Copy out each line of the data below in which the string "reward" appears.

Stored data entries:
━━━

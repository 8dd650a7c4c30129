extern crate gym_burn;

use std::{fs, path::PathBuf};

use gym_burn::env::{
    arcade::{
        breakout::{BreakoutConfig, FIRE, LEFT, RIGHT},
        Framebuffer,
    },
    base::Env,
    render::RenderMode,
};

// binary PPM, viewable by most image tools
fn write_ppm(path: &PathBuf, frame: &Framebuffer) -> anyhow::Result<()> {
    let mut bytes = format!("P6\n{} {}\n255\n", Framebuffer::WIDTH, Framebuffer::HEIGHT).into_bytes();
    bytes.extend_from_slice(frame.as_bytes());
    fs::write(path, bytes)?;

    Ok(())
}

fn main() -> anyhow::Result<()> {
    env_logger::init();

    let mut env = BreakoutConfig::new().with_seed(Some(0)).init()?;
    let out_dir = PathBuf::from("frames");
    fs::create_dir_all(&out_dir)?;

    let mut frame = env.reset();
    let mut total = 0.0;

    for step in 0..600 {
        let action = match step % 40 {
            0 => FIRE,
            s if s < 20 => LEFT,
            _ => RIGHT,
        };
        let res = env.step(&action);
        total += res.reward;
        frame = res.obs;

        if step % 100 == 0 {
            let view = frame.view()?;
            let lit = view
                .outer_iter()
                .map(|row| row.iter().filter(|c| **c > 0).count())
                .sum::<usize>();
            println!("step {step}: {lit} lit channel values");
            write_ppm(&out_dir.join(format!("breakout_{step:04}.ppm")), &frame)?;
        }

        if res.done {
            break;
        }
    }

    env.render(RenderMode::Human);
    println!("total reward {total}");
    write_ppm(&out_dir.join("breakout_last.ppm"), &frame)?;

    Ok(())
}
impl Space {
    /// tests whether the sample is contained within the space
    pub fn contains(&self, value: &SpaceValue) -> bool {
        match (self, value) {
            (Space::Discrete(s), SpaceValue::Discrete(v)) => s.contains(v),
            (Space::Box(s), SpaceValue::Box(v)) => s.contains(v),
            (Space::MultiBinary(s), SpaceValue::MultiBinary(v)) => s.contains(v),
            (Space::MultiDiscrete(s), SpaceValue::MultiDiscrete(v)) => s.contains(v),
            (Space::Dict(s), SpaceValue::Dict(v)) => s.contains(v),
            (Space::Tuple(s), SpaceValue::Tuple(v)) => s.contains(v),
            _ => false,
        }
    }

    /// randomly samples from the space
    pub fn sample(&mut self) -> SpaceValue {
        match self {
            Space::Discrete(s) => SpaceValue::Discrete(s.sample()),
            Space::Box(s) => SpaceValue::Box(s.sample()),
            Space::MultiBinary(s) => SpaceValue::MultiBinary(s.sample()),
            Space::MultiDiscrete(s) => SpaceValue::MultiDiscrete(s.sample()),
            Space::Dict(s) => SpaceValue::Dict(s.sample()),
            Space::Tuple(s) => SpaceValue::Tuple(s.sample()),
        }
    }

    pub fn seed(&mut self, seed: u64) {
        match self {
            Space::Discrete(s) => s.seed(seed),
            Space::Box(s) => s.seed(seed),
            Space::MultiBinary(s) => s.seed(seed),
            Space::MultiDiscrete(s) => s.seed(seed),
            Space::Dict(s) => s.seed(seed),
            Space::Tuple(s) => s.seed(seed),
        }
    }

    /// returns the dimensions used to size models consuming this space
    pub fn shape(&self) -> Vec<usize> {
        match self {
            Space::Discrete(s) => s.shape(),
            Space::Box(s) => s.shape(),
            Space::MultiBinary(s) => s.shape(),
            Space::MultiDiscrete(s) => s.shape(),
            Space::Dict(s) => s.shape(),
            Space::Tuple(s) => s.shape(),
        }
    }

    pub fn kind(&self) -> &'static str {
        match self {
            Space::Discrete(_) => "Discrete",
            Space::Box(_) => "Box",
            Space::MultiBinary(_) => "MultiBinary",
            Space::MultiDiscrete(_) => "MultiDiscrete",
            Space::Dict(_) => "Dict",
            Space::Tuple(_) => "Tuple",
        }
    }
}

/// Defines a Discrete Space.
///
/// A Discrete space is a space on `usize` where samples
/// are drawn uniformly from `[0, n)`.
#[derive(Debug, Clone)]
pub struct Discrete {
    /// The upper bound on the space
    n: usize,
    rng: StdRng,
}

impl Discrete {
    pub fn new(n: usize) -> Result<Self> {
        if n == 0 {
            return Err(GymError::InvalidSpace(
                "Discrete space needs at least one element".to_string(),
            ));
        }

        Ok(Self {
            n,
            rng: StdRng::from_entropy(),
        })
    }

    pub fn n(&self) -> usize {
        self.n
    }

    pub fn contains(&self, sample: &usize) -> bool {
        *sample < self.n
    }

    pub fn sample(&mut self) -> usize {
        self.rng.gen_range(0..self.n)
    }

    pub fn shape(&self) -> Vec<usize> {
        vec![self.n]
    }

    pub fn seed(&mut self, seed: u64) {
        self.rng = StdRng::seed_from_u64(seed);
    }
}

/// Defines a `BoxSpace`.
///
/// A `BoxSpace` is an axis-aligned hyper-rectangle over finite `f32`
/// vectors. Bounds are validated when the space is built, so a malformed
/// box never reaches the first `sample` call.
#[derive(Debug, Clone)]
pub struct BoxSpace {
    /// The lower bound on the space
    low: Vec<f32>,

    /// The upper bound on the space
    high: Vec<f32>,

    rng: StdRng,
}
pub mod acrobot;
pub mod cartpole;
pub mod mountain_car;
pub mod mountain_car_continuous;
pub mod pendulum;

━━━

RESPONSE AREA:
        total += res.reward;
    println!("total reward {total}");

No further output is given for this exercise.